**Dataset records**
------

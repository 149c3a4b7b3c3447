use std::sync::{Mutex, PoisonError};

use async_trait::async_trait;
use mindmark_engine::render::{ContentSink, ContentSource};

/// In-memory document buffer standing in for an editor.
#[derive(Debug, Default)]
pub struct Buffer {
    text: Mutex<String>,
}

impl Buffer {
    pub fn new(text: impl Into<String>) -> Self {
        Self {
            text: Mutex::new(text.into()),
        }
    }

    pub fn text(&self) -> String {
        self.text.lock().unwrap_or_else(PoisonError::into_inner).clone()
    }
}

#[async_trait]
impl ContentSource for Buffer {
    async fn current_content(&self) -> Option<String> {
        let text = self.text();
        (!text.trim().is_empty()).then_some(text)
    }
}

impl ContentSink for Buffer {
    fn load_content(&self, text: &str) {
        *self.text.lock().unwrap_or_else(PoisonError::into_inner) = text.to_string();
    }
}
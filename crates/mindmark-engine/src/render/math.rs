//! TeX math (`$…$`, `$$…$$`) to embedded SVG images.
//!
//! A single forward scan skips fenced code (same opener/closer rules as the
//! fence scanner, checked at line starts) and inline code spans. Inline code
//! state does not survive a blank line.

use std::sync::OnceLock;

use async_trait::async_trait;
use log::{debug, warn};
use regex::Regex;

use super::RenderOptions;
use super::generation::Generation;
use super::markup::{math_image_html, place_block_image};
use super::result::RenderError;
use super::svg::{
    declared_svg_size, parse_svg_size_with_unit, sanitize_svg_for_xml, set_svg_pixel_size, svg_to_data_url,
};
use crate::parsing::fences::{FenceChar, FenceOpening, is_fence_closing};
use crate::parsing::text::preview;

/// Typesets TeX into an SVG document.
#[async_trait]
pub trait MathRenderer: Send + Sync {
    async fn tex_to_svg(&self, expr: &str, display: bool) -> Result<String, RenderError>;
}

/// Whether `$expr$` looks like math rather than prose with dollar amounts.
pub fn should_render_inline_math(expr: &str) -> bool {
    static CURRENCY: OnceLock<Regex> = OnceLock::new();
    static MATH_SYMBOL: OnceLock<Regex> = OnceLock::new();

    let trimmed = expr.trim();
    if trimmed.is_empty() {
        return false;
    }

    let currency = CURRENCY.get_or_init(|| {
        let amount = r"\d[\d,]*(?:\.\d+)?(?:\s*(?:k|m|b|bn|mm|t))?(?:\s*(?:usd|eur|gbp|cad|aud|jpy|inr))?";
        Regex::new(&format!(r"(?i)^{amount}(?:\s*(?:to|–|-)\s*{amount})?$"))
            .expect("Invalid currency regex")
    });
    if currency.is_match(trimmed) {
        return false;
    }

    let symbol = MATH_SYMBOL.get_or_init(|| Regex::new(r"[\\^_{}=]").expect("Invalid math symbol regex"));
    symbol.is_match(trimmed) || trimmed.chars().any(|c| c.is_ascii_alphabetic())
}

/// Replaces renderable math with `<img>` tags carrying SVG data URLs.
///
/// Without a renderer the text passes through. Returns `None` when
/// `generation` went stale.
pub async fn extract_math(
    text: &str,
    generation: &Generation,
    renderer: Option<&dyn MathRenderer>,
    options: &RenderOptions,
) -> Option<String> {
    let Some(renderer) = renderer else {
        return Some(text.to_string());
    };
    if !text.contains('$') {
        return Some(text.to_string());
    }

    let mut scan = MathScan {
        text,
        generation,
        renderer,
        options,
        out: String::with_capacity(text.len()),
        pos: 0,
        fence: None,
        code_ticks: None,
    };
    scan.run().await?;
    Some(scan.out)
}

struct MathScan<'a> {
    text: &'a str,
    generation: &'a Generation,
    renderer: &'a dyn MathRenderer,
    options: &'a RenderOptions,
    out: String,
    pos: usize,
    fence: Option<(FenceChar, usize)>,
    code_ticks: Option<usize>,
}

impl MathScan<'_> {
    async fn run(&mut self) -> Option<()> {
        let text = self.text;
        let bytes = text.as_bytes();
        while self.pos < bytes.len() {
            if !self.generation.is_current() {
                debug!("Math extraction superseded");
                return None;
            }

            if self.at_line_start() && self.consume_fence_line() {
                continue;
            }

            match bytes[self.pos] {
                b'`' => self.consume_tick_run(),
                _ if self.code_ticks.is_some() => self.copy_char(),
                b'$' if bytes.get(self.pos + 1) == Some(&b'$') => self.consume_display().await?,
                b'$' => self.consume_inline().await?,
                _ => self.copy_char(),
            }
        }
        Some(())
    }

    fn at_line_start(&self) -> bool {
        self.pos == 0 || self.text.as_bytes()[self.pos - 1] == b'\n'
    }

    fn line_end(&self) -> usize {
        let text = self.text;
        text[self.pos..].find('\n').map_or(text.len(), |i| self.pos + i + 1)
    }

    /// Copies whole fence lines; returns whether the line was consumed.
    fn consume_fence_line(&mut self) -> bool {
        let text = self.text;
        let end = self.line_end();
        let line = text[self.pos..end].trim_end_matches('\n');

        if line.trim().is_empty() {
            self.code_ticks = None;
        }
        if self.code_ticks.is_some() {
            return false;
        }

        match self.fence {
            Some((marker_char, marker_len)) => {
                if is_fence_closing(line, marker_char, marker_len) {
                    self.fence = None;
                }
            }
            None => match FenceOpening::parse(line) {
                Some(opening) => self.fence = Some((opening.marker_char, opening.marker_len)),
                None => return false,
            },
        }
        self.out.push_str(&text[self.pos..end]);
        self.pos = end;
        true
    }

    fn consume_tick_run(&mut self) {
        let text = self.text;
        let run = text[self.pos..].bytes().take_while(|&b| b == b'`').count();
        self.code_ticks = match self.code_ticks {
            None => Some(run),
            Some(open) if run >= open => None,
            still_open => still_open,
        };
        self.copy(run);
    }

    fn copy(&mut self, len: usize) {
        let text = self.text;
        self.out.push_str(&text[self.pos..self.pos + len]);
        self.pos += len;
    }

    fn copy_char(&mut self) {
        let text = self.text;
        let len = text[self.pos..].chars().next().map_or(1, char::len_utf8);
        self.copy(len);
    }

    /// Offset of the closing `needle`, skipping backslash escapes.
    fn find_closing(&self, from: usize, needle: &str, single_line: bool) -> Option<usize> {
        let mut chars = self.text[from..].char_indices().map(|(i, c)| (from + i, c));
        while let Some((i, c)) = chars.next() {
            match c {
                '\\' => {
                    chars.next();
                }
                '\n' if single_line => return None,
                _ if self.text[i..].starts_with(needle) => return Some(i),
                _ => {}
            }
        }
        None
    }

    async fn consume_display(&mut self) -> Option<()> {
        let text = self.text;
        let start = self.pos;
        let Some(end) = self.find_closing(start + 2, "$$", false) else {
            self.copy(2);
            return Some(());
        };
        let expr = text[start + 2..end].trim();
        let source = &text[start..end + 2];

        let line_start = text[..start].rfind('\n').map_or(0, |i| i + 1);
        let prefix = &text[line_start..start];

        match self.render(expr, true).await? {
            None => self.out.push_str(source),
            Some(img) if prefix.trim().is_empty() => {
                self.out.truncate(self.out.len() - prefix.len());
                place_block_image(&mut self.out, text, line_start, prefix, &img);
            }
            Some(img) => self.out.push_str(&img),
        }
        self.pos = end + 2;
        Some(())
    }

    async fn consume_inline(&mut self) -> Option<()> {
        let text = self.text;
        let start = self.pos;
        let Some(end) = self.find_closing(start + 1, "$", true) else {
            self.copy(1);
            return Some(());
        };
        let expr = &text[start + 1..end];
        let source = &text[start..=end];

        let rendered = if should_render_inline_math(expr) {
            self.render(expr, false).await?
        } else {
            None
        };
        self.out.push_str(rendered.as_deref().unwrap_or(source));
        self.pos = end + 1;
        Some(())
    }

    /// `Some(None)` when the expression stays as source, `None` when stale.
    async fn render(&self, expr: &str, display: bool) -> Option<Option<String>> {
        let rendered = self.renderer.tex_to_svg(expr, display).await;
        if !self.generation.is_current() {
            debug!("Math extraction superseded during render");
            return None;
        }

        let svg = match rendered {
            Ok(svg) if !svg.trim().is_empty() => svg,
            Ok(_) => return Some(None),
            Err(e) => {
                warn!("Math render failed; skipping {:?}: {e}", preview(expr, 40));
                return Some(None);
            }
        };

        let svg = sanitize_svg_for_xml(&svg);
        let size = parse_svg_size_with_unit(&svg, self.options.base_font_px)
            .or_else(|| declared_svg_size(&svg))
            .unwrap_or(self.options.math_fallback_size);
        let svg = set_svg_pixel_size(&svg, size);
        Some(Some(math_image_html(&svg_to_data_url(&svg), size, display)))
    }
}
use std::sync::Arc;
use std::sync::atomic::{AtomicU64, Ordering};

/// Hands out render generations; the most recently issued one is current.
#[derive(Debug, Clone, Default)]
pub struct GenerationCounter {
    pending: Arc<AtomicU64>,
}

impl GenerationCounter {
    pub fn new() -> Self {
        Self::default()
    }

    /// Starts a new generation, making every earlier one stale.
    pub fn next(&self) -> Generation {
        let token = self.pending.fetch_add(1, Ordering::SeqCst) + 1;
        Generation {
            token,
            pending: Arc::clone(&self.pending),
        }
    }

    /// Token of the most recently issued generation (0 before any).
    pub fn pending(&self) -> u64 {
        self.pending.load(Ordering::SeqCst)
    }
}

/// One render attempt's ticket. Cheap to clone and check.
#[derive(Debug, Clone)]
pub struct Generation {
    token: u64,
    pending: Arc<AtomicU64>,
}

impl Generation {
    pub fn token(&self) -> u64 {
        self.token
    }

    pub fn is_current(&self) -> bool {
        self.pending.load(Ordering::SeqCst) == self.token
    }

    /// A generation that stays current for as long as nothing else bumps it.
    /// Useful for one-shot callers that have no orchestrator.
    pub fn detached() -> Self {
        GenerationCounter::new().next()
    }
}
//! Sequences one render attempt per edit and commits only the latest.
//!
//! Overlapping [`RenderOrchestrator::render`] calls are allowed. Each call
//! draws a [`Generation`]; once a newer call starts, the older one stops at
//! its next await boundary, drops its pending blobs and leaves the
//! visualization alone.

use std::sync::atomic::{AtomicBool, Ordering};
use std::sync::{Arc, Mutex, MutexGuard, PoisonError};
use std::time::Duration;

use async_trait::async_trait;
use log::{debug, info};
use thiserror::Error;

use super::RenderOptions;
use super::blobs::{BlobHandle, BlobStore, CommittedBlobs, PendingBlobs};
use super::diagrams::{DiagramRegistry, extract_diagrams};
use super::flatten::{LineRasterizer, flatten_math_lines};
use super::generation::{Generation, GenerationCounter};
use super::math::{MathRenderer, extract_math};
use crate::parsing::canonicalize;
use crate::tree::{MarkdownTreeTransformer, TransformError, TreeNode, TreeTransformer};

#[derive(Debug, Error)]
pub enum VisualizationError {
    #[error("Visualization rejected the tree: {0}")]
    Rejected(String),
    #[error("Images failed to load: {0}")]
    Images(String),
}

/// The tree-drawing engine the orchestrator drives.
#[async_trait]
pub trait Visualization: Send {
    async fn set_data(&mut self, root: &TreeNode) -> Result<(), VisualizationError>;

    /// Resolves once every image in the current tree has loaded or failed.
    async fn wait_for_images(&mut self) -> Result<(), VisualizationError>;

    /// Post-draw fixes such as [`crate::tree::unwrap_paragraph_wrappers`].
    /// Returns whether anything changed.
    fn fix_layout(&mut self) -> bool {
        false
    }

    async fn fit(&mut self) -> Result<(), VisualizationError>;
}

/// Yields until the visualization had a chance to draw a frame.
#[async_trait]
pub trait FrameClock: Send + Sync {
    async fn next_frame(&self);
}

#[derive(Debug, Clone)]
pub struct TokioFrameClock {
    interval: Duration,
}

impl TokioFrameClock {
    pub fn new(interval: Duration) -> Self {
        Self { interval }
    }
}

#[async_trait]
impl FrameClock for TokioFrameClock {
    async fn next_frame(&self) {
        tokio::time::sleep(self.interval).await;
    }
}

/// Frames that only yield to the scheduler. For headless use and tests.
#[derive(Debug, Clone, Copy, Default)]
pub struct ImmediateFrames;

#[async_trait]
impl FrameClock for ImmediateFrames {
    async fn next_frame(&self) {
        tokio::task::yield_now().await;
    }
}

/// Where the text to render comes from, e.g. an editor buffer.
#[async_trait]
pub trait ContentSource: Send + Sync {
    async fn current_content(&self) -> Option<String>;
}

/// Receives canonical text, e.g. to replace an editor buffer.
pub trait ContentSink: Send + Sync {
    fn load_content(&self, text: &str);
}

#[derive(Debug, Clone, Copy, PartialEq, Eq, Default)]
pub enum RenderStage {
    #[default]
    Idle,
    Normalizing,
    MathExtracting,
    DiagramExtracting,
    Transforming,
    Committing,
}

#[derive(Debug, Error)]
pub enum OrchestratorError {
    #[error(transparent)]
    Transform(#[from] TransformError),
    #[error(transparent)]
    Visualization(#[from] VisualizationError),
}

#[derive(Debug, Clone, Copy, PartialEq, Eq)]
pub enum RenderOutcome {
    /// Blank input; nothing was touched.
    Empty,
    /// A newer render started before this one could commit.
    Superseded,
    Committed { images: usize, first_render: bool },
}

pub struct RenderOrchestrator<V> {
    counter: GenerationCounter,
    visualization: tokio::sync::Mutex<V>,
    store: Arc<dyn BlobStore>,
    committed: Mutex<CommittedBlobs>,
    stage: Mutex<RenderStage>,
    rendered: AtomicBool,
    diagrams: DiagramRegistry,
    math: Option<Arc<dyn MathRenderer>>,
    rasterizer: Option<Arc<dyn LineRasterizer>>,
    transformer: Arc<dyn TreeTransformer>,
    clock: Arc<dyn FrameClock>,
    options: RenderOptions,
}

fn lock<T>(mutex: &Mutex<T>) -> MutexGuard<'_, T> {
    mutex.lock().unwrap_or_else(PoisonError::into_inner)
}

impl<V: Visualization> RenderOrchestrator<V> {
    pub fn new(visualization: V, store: Arc<dyn BlobStore>) -> Self {
        let options = RenderOptions::default();
        Self {
            counter: GenerationCounter::new(),
            visualization: tokio::sync::Mutex::new(visualization),
            committed: Mutex::new(CommittedBlobs::new(Arc::clone(&store))),
            store,
            stage: Mutex::new(RenderStage::Idle),
            rendered: AtomicBool::new(false),
            diagrams: DiagramRegistry::new(),
            math: None,
            rasterizer: None,
            transformer: Arc::new(MarkdownTreeTransformer::new()),
            clock: Arc::new(TokioFrameClock::new(options.frame_interval)),
            options,
        }
    }

    /// Replaces the options and the frame clock derived from them.
    pub fn with_options(mut self, options: RenderOptions) -> Self {
        self.clock = Arc::new(TokioFrameClock::new(options.frame_interval));
        self.options = options;
        self
    }

    pub fn with_diagrams(mut self, diagrams: DiagramRegistry) -> Self {
        self.diagrams = diagrams;
        self
    }

    pub fn with_math(mut self, math: Arc<dyn MathRenderer>) -> Self {
        self.math = Some(math);
        self
    }

    pub fn with_rasterizer(mut self, rasterizer: Arc<dyn LineRasterizer>) -> Self {
        self.rasterizer = Some(rasterizer);
        self
    }

    pub fn with_transformer(mut self, transformer: Arc<dyn TreeTransformer>) -> Self {
        self.transformer = transformer;
        self
    }

    pub fn with_clock(mut self, clock: Arc<dyn FrameClock>) -> Self {
        self.clock = clock;
        self
    }

    pub fn stage(&self) -> RenderStage {
        *lock(&self.stage)
    }

    pub fn options(&self) -> &RenderOptions {
        &self.options
    }

    /// Handles of the blobs referenced by the committed tree.
    pub fn committed_blobs(&self) -> Vec<BlobHandle> {
        lock(&self.committed).handles().to_vec()
    }

    pub async fn visualization(&self) -> tokio::sync::MutexGuard<'_, V> {
        self.visualization.lock().await
    }

    /// Revokes the committed blobs and invalidates any render in flight.
    pub fn clear(&self) {
        let generation = self.counter.next();
        lock(&self.committed).clear();
        self.rendered.store(false, Ordering::SeqCst);
        *lock(&self.stage) = RenderStage::Idle;
        debug!("Cleared render state at generation {}", generation.token());
    }

    /// Canonical text for the editor, see [`canonicalize`]. `sink` receives
    /// it before it is returned.
    pub fn normalize_for_editor(&self, text: &str, sink: &dyn ContentSink) -> String {
        let canonical = canonicalize(text);
        sink.load_content(&canonical);
        canonical
    }

    pub async fn render_from(&self, source: &dyn ContentSource) -> Result<RenderOutcome, OrchestratorError> {
        match source.current_content().await {
            Some(text) => self.render(&text).await,
            None => Ok(RenderOutcome::Empty),
        }
    }

    pub async fn render(&self, text: &str) -> Result<RenderOutcome, OrchestratorError> {
        if text.trim().is_empty() {
            return Ok(RenderOutcome::Empty);
        }

        let generation = self.counter.next();
        debug!("Render {} started ({} bytes)", generation.token(), text.len());

        let result = self.run(text, &generation).await;
        if generation.is_current() {
            self.enter(&generation, RenderStage::Idle);
        }
        result
    }

    async fn run(&self, text: &str, generation: &Generation) -> Result<RenderOutcome, OrchestratorError> {
        let Some((markdown, blobs)) = self.prepare(text, generation).await else {
            return Ok(self.superseded(generation));
        };

        self.enter(generation, RenderStage::Transforming);
        let root = match self.transformer.transform(&markdown) {
            Ok(root) => root,
            Err(e) => {
                debug!("Render {} failed to transform: {e}", generation.token());
                blobs.release();
                return Err(e.into());
            }
        };

        let images = markdown.matches("<img").count();
        self.commit(generation, root, blobs, images).await
    }

    /// Produces the final markdown and the blobs it references, or `None`
    /// once superseded.
    async fn prepare(&self, text: &str, generation: &Generation) -> Option<(String, PendingBlobs)> {
        self.enter(generation, RenderStage::Normalizing);
        let canonical = canonicalize(text);
        if !generation.is_current() {
            return None;
        }

        self.enter(generation, RenderStage::MathExtracting);
        let mut markdown = extract_math(&canonical, generation, self.math.as_deref(), &self.options).await?;
        let mut blobs = PendingBlobs::new(Arc::clone(&self.store));

        if self.options.flatten_math_lines
            && let Some(rasterizer) = &self.rasterizer
        {
            let flattened =
                flatten_math_lines(&markdown, generation, rasterizer.as_ref(), Arc::clone(&self.store)).await?;
            markdown = flattened.text;
            blobs.absorb(flattened.blobs);
        }

        self.enter(generation, RenderStage::DiagramExtracting);
        let extraction = extract_diagrams(
            &markdown,
            generation,
            &self.diagrams,
            Arc::clone(&self.store),
            &self.options,
        )
        .await?;
        blobs.absorb(extraction.blobs);
        Some((extraction.text, blobs))
    }

    async fn commit(
        &self,
        generation: &Generation,
        root: TreeNode,
        blobs: PendingBlobs,
        images: usize,
    ) -> Result<RenderOutcome, OrchestratorError> {
        let mut visualization = self.visualization.lock().await;
        if !generation.is_current() {
            return Ok(self.superseded(generation));
        }

        self.enter(generation, RenderStage::Committing);
        // The displayed tree keeps its blobs until the new one is accepted;
        // on error `blobs` drops and revokes only this attempt's set.
        visualization.set_data(&root).await?;
        lock(&self.committed).commit(blobs);
        let first_render = !self.rendered.swap(true, Ordering::SeqCst);

        self.clock.next_frame().await;
        self.clock.next_frame().await;
        if !generation.is_current() {
            return Ok(self.superseded(generation));
        }
        visualization.fix_layout();

        if images > 0 {
            visualization.wait_for_images().await?;
            if !generation.is_current() {
                return Ok(self.superseded(generation));
            }
            visualization.set_data(&root).await?;
            self.clock.next_frame().await;
            if !generation.is_current() {
                return Ok(self.superseded(generation));
            }
            visualization.fix_layout();
        }

        visualization.fit().await?;
        info!(
            "Rendered {} nodes with {images} images (generation {})",
            root.count(),
            generation.token()
        );
        Ok(RenderOutcome::Committed { images, first_render })
    }

    fn enter(&self, generation: &Generation, stage: RenderStage) {
        if generation.is_current() {
            debug!("Render {}: {stage:?}", generation.token());
            *lock(&self.stage) = stage;
        }
    }

    fn superseded(&self, generation: &Generation) -> RenderOutcome {
        debug!(
            "Render {} superseded by {}",
            generation.token(),
            self.counter.pending()
        );
        RenderOutcome::Superseded
    }
}
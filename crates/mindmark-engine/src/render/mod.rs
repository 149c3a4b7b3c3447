//! # Render Pipeline
//!
//! Pre-renders diagram fences and math into images, then hands canonical
//! markdown to the tree transform and the visualization.
//!
//! ## Architecture
//!
//! ```text
//! text ─► normalize ─► fence langs ─► math ─► (flatten) ─► diagrams ─► tree ─► visualization
//!                                      │          │            │
//!                                      └──────────┴── blobs ───┴─► commit / revoke
//! ```
//!
//! Every stage that awaits a renderer checks its [`Generation`] before and
//! after the await; a superseded attempt drops its [`PendingBlobs`], which
//! revokes everything it allocated.

pub mod blobs;
pub mod diagrams;
pub mod flatten;
pub mod generation;
pub mod markup;
pub mod math;
pub mod orchestrator;
pub mod process;
pub mod result;
pub mod svg;

use std::time::Duration;

pub use blobs::{BlobHandle, BlobStore, CommittedBlobs, MemoryBlobStore, PendingBlobs};
pub use diagrams::{DiagramKind, DiagramRegistry, DiagramRenderer, Extraction, extract_diagrams};
pub use flatten::{LineFragment, LineRasterizer, SvgLineRasterizer, flatten_math_lines};
pub use generation::{Generation, GenerationCounter};
pub use math::{MathRenderer, extract_math, should_render_inline_math};
pub use orchestrator::{
    ContentSink, ContentSource, FrameClock, ImmediateFrames, OrchestratorError, RenderOrchestrator,
    RenderOutcome, RenderStage, TokioFrameClock, Visualization, VisualizationError,
};
pub use process::{ProcessMathRenderer, ProcessRenderer};
pub use result::{ImageSize, RenderContext, RenderError, RenderResult};

/// Tunables shared by the extractors and the orchestrator.
#[derive(Debug, Clone, PartialEq)]
pub struct RenderOptions {
    /// Diagram size when the renderer reports none.
    pub default_size: ImageSize,
    /// Math size when the SVG declares none.
    pub math_fallback_size: ImageSize,
    /// Font size that `em`/`ex` SVG lengths are relative to.
    pub base_font_px: f64,
    pub flatten_math_lines: bool,
    /// Length of one frame tick between visualization updates.
    pub frame_interval: Duration,
}

impl Default for RenderOptions {
    fn default() -> Self {
        Self {
            default_size: svg::DEFAULT_SVG_SIZE,
            math_fallback_size: ImageSize::new(120, 40),
            base_font_px: 16.0,
            flatten_math_lines: false,
            frame_interval: Duration::from_millis(16),
        }
    }
}
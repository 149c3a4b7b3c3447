//! Image markup and list-aware placement for rendered blocks.

use html_escape::encode_double_quoted_attribute as attr;

use super::result::ImageSize;
use crate::parsing::list_context::{
    append_inline_to_last_list_item, compute_safe_indent, get_list_context,
};

/// `<img>` for a diagram inside an inline-block wrapper of the same size.
///
/// The wrapper is never absolutely positioned: some engines place positioned
/// children of a `foreignObject` at the SVG origin.
pub fn diagram_image_html(src: &str, size: ImageSize, class_name: &str, alt: &str) -> String {
    let ImageSize { width, height } = size;
    format!(
        "<span class=\"diagram-wrap\" style=\"display:inline-block;width:{width}px;height:{height}px;line-height:0;vertical-align:top;\">\
         <img class=\"{}\" alt=\"{}\" src=\"{}\" width=\"{width}\" height=\"{height}\" style=\"display:block;width:{width}px;height:{height}px;\"></span>",
        attr(class_name),
        attr(alt),
        attr(src),
    )
}

/// `<img>` for a math expression; display math gets the `math-block` class.
pub fn math_image_html(src: &str, size: ImageSize, display: bool) -> String {
    let ImageSize { width, height } = size;
    let class = if display { "math-img math-block" } else { "math-img" };
    format!(
        "<img class=\"{class}\" alt=\"math\" src=\"{}\" width=\"{width}\" height=\"{height}\" style=\"width:{width}px;height:{height}px;\">",
        attr(src)
    )
}

/// Where a block-level image ended up.
#[derive(Debug, Clone, Copy, PartialEq, Eq)]
pub enum Placement {
    /// Appended to the end of the owning list item's line.
    InlineOnItem,
    /// A new list item nested under the owning item.
    NestedChild,
    /// A new list item outside any list.
    NewItem,
}

/// Emits `html` in place of a block that started at `offset` of `text`.
///
/// `out` holds everything emitted so far, ending at the start of the block's
/// line; `indent` is that line's leading whitespace.
pub fn place_block_image(
    out: &mut String,
    text: &str,
    offset: usize,
    indent: &str,
    html: &str,
) -> Placement {
    let ctx = get_list_context(text, offset);
    if ctx.is_list {
        if let Some(appended) = append_inline_to_last_list_item(out, html) {
            *out = appended;
            return Placement::InlineOnItem;
        }
        out.push_str(&ctx.child_indent);
        out.push_str("- ");
        out.push_str(html);
        return Placement::NestedChild;
    }

    out.push_str(&compute_safe_indent(indent, text, offset));
    out.push_str("- ");
    out.push_str(html);
    Placement::NewItem
}
use async_trait::async_trait;
use mindmark_engine::render::blobs::collect_blob_urls;
use mindmark_engine::render::{BlobHandle, MemoryBlobStore, Visualization, VisualizationError};
use mindmark_engine::tree::{TreeNode, unwrap_paragraph_wrappers};

/// Headless visualization that keeps the last tree for printing as JSON.
#[derive(Debug, Default)]
pub struct JsonVisualization {
    root: Option<TreeNode>,
}

impl JsonVisualization {
    pub fn take_tree(&mut self) -> Option<TreeNode> {
        self.root.take()
    }
}

#[async_trait]
impl Visualization for JsonVisualization {
    async fn set_data(&mut self, root: &TreeNode) -> Result<(), VisualizationError> {
        self.root = Some(root.clone());
        Ok(())
    }

    // Blob bytes are already in memory
    async fn wait_for_images(&mut self) -> Result<(), VisualizationError> {
        Ok(())
    }

    fn fix_layout(&mut self) -> bool {
        self.root.as_mut().is_some_and(unwrap_paragraph_wrappers)
    }

    async fn fit(&mut self) -> Result<(), VisualizationError> {
        Ok(())
    }
}

/// Replaces blob URLs in every node with `data:` URLs so the JSON stands
/// on its own after the process exits.
pub fn embed_blobs(node: &mut TreeNode, store: &MemoryBlobStore) {
    for url in collect_blob_urls(&node.content) {
        if let Some(blob) = BlobHandle::parse(&url).and_then(|handle| store.get(&handle)) {
            node.content = node.content.replace(&url, &blob.data_url());
        }
    }
    for child in &mut node.children {
        embed_blobs(child, store);
    }
}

------

**How to complete this task**
Check each line of the entries above for the word "PartialEq". List the ones that have it.

**Response for this exercise**
#[derive(Debug, Clone, Copy, PartialEq, Eq, Default)]
#[derive(Debug, Clone, Copy, PartialEq, Eq)]
#[derive(Debug, Clone, PartialEq)]
#[derive(Debug, Clone, Copy, PartialEq, Eq)]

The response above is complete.